For a long time, the predictable rhythm of the sky played a major role in the daily lives of all living organisms on earth. In the words of Jon Henley in The Guardian, “The pre-industrial night … was widely regarded with dread and fascination in equal measure”. However, the introduction of man-made technology into the natural world began to tilt the scale in irreversible ways. Our world now runs on electricity, allowing humans to transform night into day with a simple light switch.
Unfortunately, this luxury does not come without a cost as we now have what we call “light pollution.” Light pollution is the brightening of the sky during the night due to the excessive redirection of artificial light. Light pollution has proven to be extremely disruptive to the natural daily cycle and continues to impact the environment with a few major consequences: it obstructs the night view of the stars, it hinders astronomers from conducting research at optimal sky conditions, it causes unusual animal behavior, and it impacts the environment in terms of wasted energy.
The Types of Light Pollution
To further dive into understanding light pollution we need to look at all different forms of it. Light pollution happens in five forms: Glare is unshielded light shining into the sky possibly causing temporary blindness and road hazards. Light trespass is unwanted light shining into a private property. Light clutter is usually found in cities and happens when large clusters of various bright lights are combined. Urban skyglow combines the different types of lights and any upward shining light to create a bright glow effect in densely populated areas during the night. Over-illumination can be confused with skyglow and happens when too much light is used to make major buildings stand out.
What a Recent Study Revealed
A recent study conducted by Christopher Kyba at the German Research Centre for Geoscience revealed that from 2012 to 2016 there was an increase of 2.2 percent of artificial outdoor lighting per year, and an increase of 1.8 percent of radiance per year. The study was done using a the Visible Infrared Imaging Radiometer Suite (VIIRS), a calibrated satellite radiometer that was the first to ever be made specifically for night light. Contrary to popular belief, even developing countries such as Asia, Africa, and South America showed a significant level of light pollution, some countries even crossing the world average.
When speaking to CNN Kyba explained, "I was very surprised by the result of the study, particularly in wealthy well-lit countries like the US. When we switch from a sodium lamp to a white LED, what we observe is a decrease in the total amount of light that the satellite can see.

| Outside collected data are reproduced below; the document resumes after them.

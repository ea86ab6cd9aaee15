use std::fmt;
use std::path::PathBuf;

use serde::{Deserialize, Serialize};
use thiserror::Error;

use crate::embedding::domain::embedding::EmbeddingVector;
use crate::shared::category::Category;

#[derive(Clone, Copy, Debug, PartialEq, Eq, Hash, PartialOrd, Ord, Serialize, Deserialize)]
#[serde(transparent)]
pub struct IdentityId(pub u64);

impl fmt::Display for IdentityId {
    fn fmt(&self, f: &mut fmt::Formatter<'_>) -> fmt::Result {
        write!(f, "{}", self.0)
    }
}

#[derive(Error, Debug, PartialEq)]
pub enum IdentityError {
    #[error("identity {0} has an empty name")]
    EmptyName(IdentityId),
    #[error("identity {0} has no embeddings")]
    NoEmbeddings(IdentityId),
    #[error("identity {id} mixes embedding sizes ({expected} and {got})")]
    DimensionMismatch {
        id: IdentityId,
        expected: usize,
        got: usize,
    },
}

/// A registered animal or person.
///
/// Always holds at least one embedding; the field is private so the only
/// ways to change it are [`Identity::new`] and [`Identity::push_embedding`].
#[derive(Clone, Debug, PartialEq, Serialize, Deserialize)]
pub struct Identity {
    pub id: IdentityId,
    pub name: String,
    pub category: Category,
    embeddings: Vec<EmbeddingVector>,
    #[serde(default, skip_serializing_if = "Option::is_none")]
    pub description: Option<String>,
    #[serde(default, skip_serializing_if = "Option::is_none")]
    pub breed: Option<String>,
    #[serde(default, skip_serializing_if = "Option::is_none")]
    pub estimated_weight_kg: Option<f64>,
    #[serde(default, skip_serializing_if = "Option::is_none")]
    pub photo_path: Option<PathBuf>,
    pub created_at_ms: u64,
}

impl Identity {
    pub fn new(
        id: IdentityId,
        name: impl Into<String>,
        category: Category,
        embedding: EmbeddingVector,
        created_at_ms: u64,
    ) -> Self {
        Self {
            id,
            name: name.into(),
            category,
            embeddings: vec![embedding],
            description: None,
            breed: None,
            estimated_weight_kg: None,
            photo_path: None,
            created_at_ms,
        }
    }

    pub fn embeddings(&self) -> &[EmbeddingVector] {
        &self.embeddings
    }

    pub fn push_embedding(&mut self, embedding: EmbeddingVector) -> Result<(), IdentityError> {
        let Some(first) = self.embeddings.first() else {
            return Err(IdentityError::NoEmbeddings(self.id));
        };
        let expected = first.dim();
        if embedding.dim() != expected {
            return Err(IdentityError::DimensionMismatch {
                id: self.id,
                expected,
                got: embedding.dim(),
            });
        }
        self.embeddings.push(embedding);
        Ok(())
    }

    /// Checks invariants on records that did not come through [`Identity::new`],
    /// e.g. ones read back from storage.
    pub fn validate(&self) -> Result<(), IdentityError> {
        if self.name.trim().is_empty() {
            return Err(IdentityError::EmptyName(self.id));
        }
        let Some(first) = self.embeddings.first() else {
            return Err(IdentityError::NoEmbeddings(self.id));
        };
        if let Some(other) = self.embeddings.iter().find(|e| e.dim() != first.dim()) {
            return Err(IdentityError::DimensionMismatch {
                id: self.id,
                expected: first.dim(),
                got: other.dim(),
            });
        }
        Ok(())
    }

    /// Normalizes stored vectors, dropping any that are degenerate.
    pub(crate) fn renormalize_embeddings(&mut self) {
        self.embeddings = std::mem::take(&mut self.embeddings)
            .into_iter()
            .filter_map(EmbeddingVector::renormalized)
            .collect();
    }
}

#[cfg(test)]
mod tests {
    use super::*;

    fn unit(values: &[f32]) -> EmbeddingVector {
        EmbeddingVector::from_raw(values.to_vec()).unwrap()
    }

    #[test]
    fn test_new_identity_has_one_embedding() {
        let identity = Identity::new(IdentityId(1), "Mimosa", Category::Animal, unit(&[1.0, 0.0]), 0);
        assert_eq!(identity.embeddings().len(), 1);
        assert!(identity.validate().is_ok());
    }

    #[test]
    fn test_push_embedding_rejects_other_dimension() {
        let mut identity =
            Identity::new(IdentityId(1), "Mimosa", Category::Animal, unit(&[1.0, 0.0]), 0);
        assert!(identity.push_embedding(unit(&[0.0, 1.0])).is_ok());
        assert_eq!(
            identity.push_embedding(unit(&[1.0, 0.0, 0.0])),
            Err(IdentityError::DimensionMismatch {
                id: IdentityId(1),
                expected: 2,
                got: 3
            })
        );
        assert_eq!(identity.embeddings().len(), 2);
    }

    #[test]
    fn test_validate_rejects_records_without_embeddings() {
        let json = r#"{"id": 7, "name": "Estrela", "category": "animal", "embeddings": [], "created_at_ms": 0}"#;
        let identity: Identity = serde_json::from_str(json).unwrap();
        assert_eq!(identity.validate(), Err(IdentityError::NoEmbeddings(IdentityId(7))));
    }

    #[test]
    fn test_push_embedding_on_empty_record_is_an_error() {
        let json = r#"{"id": 7, "name": "Estrela", "category": "animal", "embeddings": [], "created_at_ms": 0}"#;
        let mut identity: Identity = serde_json::from_str(json).unwrap();
        assert_eq!(
            identity.push_embedding(unit(&[1.0, 0.0])),
            Err(IdentityError::NoEmbeddings(IdentityId(7)))
        );
        assert!(identity.embeddings().is_empty());
    }

    #[test]
    fn test_validate_rejects_blank_name() {
        let identity = Identity::new(IdentityId(2), " ", Category::Person, unit(&[1.0]), 0);
        assert_eq!(identity.validate(), Err(IdentityError::EmptyName(IdentityId(2))));
    }

    #[test]
    fn test_renormalize_drops_zero_vectors() {
        let json = r#"{"id": 3, "name": "Bo", "category": "animal",
            "embeddings": [[0.0, 0.0], [0.0, 5.0]], "created_at_ms": 0}"#;
        let mut identity: Identity = serde_json::from_str(json).unwrap();
        identity.renormalize_embeddings();
        assert_eq!(identity.embeddings().len(), 1);
        assert_eq!(identity.embeddings()[0].as_slice(), &[0.0, 1.0]);
    }

    #[test]
    fn test_optional_fields_are_omitted_when_empty() {
        let identity = Identity::new(IdentityId(4), "Visitor_004", Category::Person, unit(&[1.0]), 10);
        let json = serde_json::to_string(&identity).unwrap();
        assert!(!json.contains("description"));
        assert!(!json.contains("photo_path"));
    }
}
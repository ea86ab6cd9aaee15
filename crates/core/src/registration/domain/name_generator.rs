use crate::identity::domain::identity::IdentityId;
use crate::shared::category::Category;

const HERD_NAMES: &[&str] = &[
    "Mimosa", "Estrela", "Pintada", "Moreninha", "Branquinha", "Caramelo", "Pretinha", "Malhada",
    "Formosa", "Bonita", "Clarinha", "Rosinha", "Serena", "Vitória", "Aurora", "Bela", "Doce",
    "Flor", "Graça", "Hera", "Trovão", "Valente", "Bravo", "Capitão", "Guerreiro", "Forte", "Titã",
    "Rei", "Jaguar", "Sultão", "Barroso", "Manchado", "Pintado", "Gaúcho", "Cangaço", "Sertão",
    "Pampa", "Cerrado", "Chapadão", "Vaqueiro",
];

const PERSON_PREFIX: &str = "Visitor";

/// Picks a display name for a new identity.
///
/// Deterministic in the id: animals cycle through the herd-name list,
/// people get `Visitor_NNN`. A numeric suffix is appended until
/// `is_taken` accepts the name.
pub fn generate_name(
    category: Category,
    id: IdentityId,
    is_taken: impl Fn(&str) -> bool,
) -> String {
    let base = match category {
        Category::Animal => {
            let index = (id.0.saturating_sub(1) % HERD_NAMES.len() as u64) as usize;
            HERD_NAMES[index].to_string()
        }
        Category::Person => format!("{PERSON_PREFIX}_{:03}", id.0),
    };

    let mut name = base.clone();
    let mut suffix = 2;
    while is_taken(&name) {
        name = format!("{base}_{suffix}");
        suffix += 1;
    }
    name
}

/// Turns a display name into something safe for a file name.
pub fn sanitize_for_path(name: &str) -> String {
    let safe: String = name
        .chars()
        .map(|c| {
            if c.is_alphanumeric() || c == '-' || c == '_' {
                c
            } else {
                '_'
            }
        })
        .collect();
    if safe.is_empty() {
        "identity".to_string()
    } else {
        safe
    }
}
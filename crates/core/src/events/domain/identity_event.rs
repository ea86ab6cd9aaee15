use serde::{Deserialize, Serialize};

use crate::capture::domain::camera_config::{CameraId, CameraRef};
use crate::identity::domain::identity::{Identity, IdentityId};
use crate::shared::category::Category;
use crate::tracking::domain::track::TrackId;

#[derive(Clone, Copy, Debug, PartialEq, Eq, Serialize, Deserialize)]
#[serde(rename_all = "snake_case")]
pub enum EventKind {
    /// Created by a camera worker from an unknown, stable track.
    AutoRegistered,
    /// Created through manual enrollment.
    Registered,
    /// A known identity was confirmed on a camera.
    Recognized,
}

/// The envelope delivered to subscribers, one JSON object per event.
#[derive(Clone, Debug, PartialEq, Serialize, Deserialize)]
pub struct IdentityEvent {
    pub event: EventKind,
    pub entity_type: Category,
    pub entity_id: IdentityId,
    pub name: String,
    #[serde(skip_serializing_if = "Option::is_none")]
    pub description: Option<String>,
    #[serde(skip_serializing_if = "Option::is_none")]
    pub photo_path: Option<String>,
    pub camera_id: Option<CameraId>,
    pub camera_name: Option<String>,
    pub track_id: Option<TrackId>,
    #[serde(skip_serializing_if = "Option::is_none")]
    pub similarity: Option<f64>,
    pub timestamp_ms: u64,
}

impl IdentityEvent {
    pub fn for_identity(
        event: EventKind,
        identity: &Identity,
        camera: Option<&CameraRef>,
        track_id: Option<TrackId>,
        similarity: Option<f64>,
        timestamp_ms: u64,
    ) -> Self {
        Self {
            event,
            entity_type: identity.category,
            entity_id: identity.id,
            name: identity.name.clone(),
            description: identity.description.clone(),
            photo_path: identity
                .photo_path
                .as_ref()
                .map(|p| p.to_string_lossy().into_owned()),
            camera_id: camera.map(|c| c.id),
            camera_name: camera.map(|c| c.name.clone()),
            track_id,
            similarity,
            timestamp_ms,
        }
    }

    pub fn to_json(&self) -> String {
        serde_json::to_string(self).unwrap_or_default()
    }
}

/// Anything that fans events out to observers. Publishing never blocks.
pub trait EventPublisher: Send + Sync {
    fn publish(&self, event: IdentityEvent);
}
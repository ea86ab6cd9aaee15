pub mod onnx_yolo_detector;
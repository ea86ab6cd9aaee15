pub mod identity;
pub mod identity_repository;
pub mod identity_store;
pub mod matcher;
pub mod event_bus;
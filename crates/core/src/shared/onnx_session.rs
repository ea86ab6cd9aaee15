use std::path::Path;

/// Load an ONNX model with the platform's preferred execution provider.
///
/// Falls back to CPU if the platform-specific provider is unavailable.
pub fn load_session(model_path: &Path) -> Result<ort::session::Session, Box<dyn std::error::Error>> {
    let intra_threads = std::thread::available_parallelism()
        .map(|n| n.get())
        .unwrap_or(1);
    let session = ort::session::Session::builder()?
        .with_optimization_level(ort::session::builder::GraphOptimizationLevel::Level3)?
        .with_inter_threads(1)?
        .with_intra_threads(intra_threads)?
        .with_execution_providers(preferred_execution_providers())?
        .commit_from_file(model_path)?;
    Ok(session)
}

fn preferred_execution_providers() -> Vec<ort::execution_providers::ExecutionProviderDispatch> {
    #[cfg(target_os = "macos")]
    {
        vec![ort::execution_providers::CoreMLExecutionProvider::default().build()]
    }
    #[cfg(target_os = "windows")]
    {
        vec![ort::execution_providers::DirectMLExecutionProvider::default().build()]
    }
    #[cfg(not(any(target_os = "macos", target_os = "windows")))]
    {
        vec![]
    }
}

/// Reads the square spatial input size from an NCHW model input, if fixed.
pub fn fixed_input_size(session: &ort::session::Session) -> Option<u32> {
    session.inputs().first().and_then(|input| {
        if let ort::value::ValueType::Tensor { ref shape, .. } = input.dtype() {
            if shape.len() >= 4 && shape[2] > 0 {
                return Some(shape[2] as u32);
            }
        }
        None
    })
}
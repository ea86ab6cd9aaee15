pub mod identity_event;
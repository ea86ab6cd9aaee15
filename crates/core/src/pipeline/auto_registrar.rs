use std::path::PathBuf;
use std::sync::{Arc, Mutex};
use std::thread::{self, JoinHandle};

use thiserror::Error;

use crate::capture::domain::camera_config::CameraRef;
use crate::embedding::domain::embedding::EmbeddingVector;
use crate::events::domain::identity_event::{EventKind, EventPublisher, IdentityEvent};
use crate::identity::domain::identity::{Identity, IdentityId};
use crate::identity::domain::identity_store::{IdentityStore, IdentityStoreError, InsertOutcome};
use crate::identity::domain::matcher::{MatchResult, RegistrySnapshot};
use crate::registration::domain::description::{
    extract_known_breed, Description, DescriptionService,
};
use crate::registration::domain::name_generator::generate_name;
use crate::registration::domain::photo_store::PhotoStore;
use crate::shared::category::Category;
use crate::shared::clock::unix_millis;
use crate::shared::frame::Frame;
use crate::tracking::domain::track::TrackId;

/// Inserts that collide with an out-of-band writer are retried this many
/// times before giving up.
const MAX_INSERT_ATTEMPTS: usize = 3;

#[derive(Error, Debug)]
pub enum RegistrationError {
    #[error(transparent)]
    Store(#[from] IdentityStoreError),
}

/// Everything needed to register one subject.
#[derive(Clone, Debug)]
pub struct RegistrationCandidate {
    pub crop: Frame,
    pub embedding: EmbeddingVector,
    pub category: Category,
    /// `None` for manual enrollment.
    pub camera: Option<CameraRef>,
    pub track_id: Option<TrackId>,
}

#[derive(Debug)]
pub enum RegistrationOutcome {
    Registered(Identity),
    /// The subject was already known; nothing was created.
    Matched(MatchResult),
}

/// Turns a candidate into a new identity, unless the registry already
/// holds it.
///
/// Used by camera workers for stable unknown tracks and by manual
/// enrollment. The dedup decision is made inside the store's write
/// boundary, so concurrent callers with the same subject produce one
/// identity. Descriptions are fetched after the insert on a helper thread
/// and written back through the store; `confirm` never waits for them.
pub struct AutoRegistrar {
    store: Arc<IdentityStore>,
    photos: Arc<dyn PhotoStore>,
    events: Arc<dyn EventPublisher>,
    describer: Option<Arc<dyn DescriptionService>>,
    pending: Mutex<Vec<JoinHandle<()>>>,
    dedup_threshold: f64,
}

impl AutoRegistrar {
    pub fn new(
        store: Arc<IdentityStore>,
        photos: Arc<dyn PhotoStore>,
        events: Arc<dyn EventPublisher>,
        dedup_threshold: f64,
    ) -> Self {
        Self {
            store,
            photos,
            events,
            describer: None,
            pending: Mutex::new(Vec::new()),
            dedup_threshold,
        }
    }

    /// Enables descriptions. The service bounds each request itself.
    pub fn with_descriptions(mut self, describer: Arc<dyn DescriptionService>) -> Self {
        self.describer = Some(describer);
        self
    }

    pub fn store(&self) -> &Arc<IdentityStore> {
        &self.store
    }

    pub fn dedup_threshold(&self) -> f64 {
        self.dedup_threshold
    }

    pub fn confirm(
        &self,
        candidate: &RegistrationCandidate,
        name: Option<&str>,
    ) -> Result<RegistrationOutcome, RegistrationError> {
        if let Some(existing) = self.find_existing(&self.store.snapshot(), candidate) {
            log::debug!(
                "Candidate matches identity {} ({:.3}), not registering",
                existing.identity_id,
                existing.similarity
            );
            return Ok(RegistrationOutcome::Matched(existing));
        }

        let mut photo: Option<PathBuf> = None;

        let mut attempt = 0;
        loop {
            attempt += 1;
            let id = self.store.allocate_id();
            let snapshot = self.store.snapshot();
            let chosen_name = match name {
                Some(given) => given.trim().to_string(),
                None => generate_name(candidate.category, id, |n| snapshot.name_in_use(n, None)),
            };
            if photo.is_none() {
                photo = self.save_photo(&candidate.crop, &chosen_name);
            }

            let mut identity = Identity::new(
                id,
                chosen_name,
                candidate.category,
                candidate.embedding.clone(),
                unix_millis(),
            );
            identity.photo_path = photo.clone();

            match self
                .store
                .insert_unless_matched(identity, self.dedup_threshold)
            {
                Ok(InsertOutcome::Inserted(identity)) => {
                    self.announce(&identity, candidate);
                    self.describe_later(identity.id, candidate);
                    return Ok(RegistrationOutcome::Registered(identity));
                }
                Ok(InsertOutcome::AlreadyKnown(existing)) => {
                    self.discard_photo(photo.take());
                    return Ok(RegistrationOutcome::Matched(existing));
                }
                Err(IdentityStoreError::DuplicateIdentity(taken))
                    if attempt < MAX_INSERT_ATTEMPTS =>
                {
                    log::warn!("Identity id {taken} was taken by another writer, reloading");
                    self.store.reload()?;
                    if let Some(existing) = self.find_existing(&self.store.snapshot(), candidate)
                    {
                        self.discard_photo(photo.take());
                        return Ok(RegistrationOutcome::Matched(existing));
                    }
                }
                Err(IdentityStoreError::NameTaken(taken))
                    if name.is_none() && attempt < MAX_INSERT_ATTEMPTS =>
                {
                    log::debug!("Generated name {taken} was taken meanwhile, retrying");
                }
                Err(e) => {
                    self.discard_photo(photo.take());
                    return Err(e.into());
                }
            }
        }
    }

    fn find_existing(
        &self,
        snapshot: &RegistrySnapshot,
        candidate: &RegistrationCandidate,
    ) -> Option<MatchResult> {
        snapshot
            .best_match(&candidate.embedding, Some(candidate.category))
            .filter(|m| m.meets(self.dedup_threshold))
    }

    /// Blocks until every description request started so far has been
    /// written back or has failed.
    pub fn wait_for_descriptions(&self) {
        let handles = std::mem::take(&mut *self.lock_pending());
        for handle in handles {
            if handle.join().is_err() {
                log::warn!("Description thread panicked");
            }
        }
    }

    fn describe_later(&self, id: IdentityId, candidate: &RegistrationCandidate) {
        let Some(describer) = &self.describer else {
            return;
        };
        let describer = Arc::clone(describer);
        let store = Arc::clone(&self.store);
        let crop = candidate.crop.clone();
        let category = candidate.category;
        let spawned = thread::Builder::new()
            .name(format!("describe-{id}"))
            .spawn(move || match describer.describe(&crop, category) {
                Ok(description) => store_description(&store, id, category, &description),
                Err(e) => log::warn!("Description of identity {id} failed: {e}"),
            });
        match spawned {
            Ok(handle) => {
                let mut pending = self.lock_pending();
                pending.retain(|h| !h.is_finished());
                pending.push(handle);
            }
            Err(e) => log::warn!("Could not start description request for {id}: {e}"),
        }
    }

    fn lock_pending(&self) -> std::sync::MutexGuard<'_, Vec<JoinHandle<()>>> {
        self.pending.lock().unwrap_or_else(|e| e.into_inner())
    }

    fn save_photo(&self, crop: &Frame, name: &str) -> Option<PathBuf> {
        match self.photos.save(crop, name) {
            Ok(path) => Some(path),
            Err(e) => {
                log::warn!("Could not save photo for {name}: {e}");
                None
            }
        }
    }

    fn discard_photo(&self, photo: Option<PathBuf>) {
        if let Some(path) = photo {
            self.photos.discard(&path);
        }
    }

    fn announce(&self, identity: &Identity, candidate: &RegistrationCandidate) {
        let kind = if candidate.track_id.is_some() {
            EventKind::AutoRegistered
        } else {
            EventKind::Registered
        };
        self.events.publish(IdentityEvent::for_identity(
            kind,
            identity,
            candidate.camera.as_ref(),
            candidate.track_id,
            None,
            identity.created_at_ms,
        ));
    }
}

fn store_description(
    store: &IdentityStore,
    id: IdentityId,
    category: Category,
    description: &Description,
) {
    if description.is_empty() {
        return;
    }
    let text = Some(description.text.clone()).filter(|t| !t.is_empty());
    let (breed, weight) = if category == Category::Animal {
        (
            description
                .breed
                .clone()
                .or_else(|| extract_known_breed(&description.text)),
            description.estimated_weight_kg,
        )
    } else {
        (None, None)
    };
    match store.set_description(id, text, breed, weight) {
        Ok(_) => log::debug!("Stored description for identity {id}"),
        Err(e) => log::warn!("Could not store description for identity {id}: {e}"),
    }
}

But what we saw instead of the US was basically a constant amount of light; new lights were added in other places".
The Impact of Light Pollution on Ecosystems
Animals that sleep during the day and eat during the night are called nocturnal animals. Light pollution poses a serious threat to these animals in particular due to the psychological impact of the night looking like day. According to Kyba, “the introduction of artificial light probably represents the most drastic change human beings have made to their environment.”
“Predators use light to hunt, and prey species use darkness as cover,” Kyba continued. “Near cities, cloudy skies are now hundreds, or even thousands of times brighter than they were 200 years ago. We are only beginning to learn what a drastic effect this has had on nocturnal ecology.”
More animals that are impacted by light pollution are amphibians who use the night for breeding rituals. Artificial night lights disturb and confuse the reproductive activity of animals such as frogs and toads causing an interference with the natural population. What’s more, sea turtle hatchlings that hatch at night also depend on following the light over the ocean to get to the water. Excessive lights deter the turtle hatchlings from reaching the water by drawing them towards different directions leading to their ultimate death.
Impact of Light Pollution on Humans
Humans depend on the cycle of day and night in order to regulate their circadian rhythms and melatonin production. When exposed to light during the night, the body attempts to stop melatonin production leading to sleep disorders, obesity and fatigue. Moreover, a recent Harvard study published in Environmental Health Perspectives revealed that women living in areas with high outdoor lighting had approximately a fourteen percent increased risk of developing breast cancer, with the risk being higher for women working night shifts.
According to Peter James, assistant professor at Harvard Medical School’s Department of Population Medicine, “In our modern industrialized society, artificial lighting is nearly ubiquitous. Our results suggest that this widespread exposure to outdoor lights during nighttime hours could represent a novel risk factor for breast cancer.”
What Can Be Done to Reduce Light Pollution
Fortunately, light pollution can be easily controlled by simply spreading the habit of switching lights off, and only using the amount needed. Moreover, light shields and energy efficient light bulbs are conveniently available and can effectively reduce light pollution. Another option for those interested in further learning about light pollution is the campaign Globe at Night. This campaign promotes light pollution awareness and monitors international light pollution trends over the years.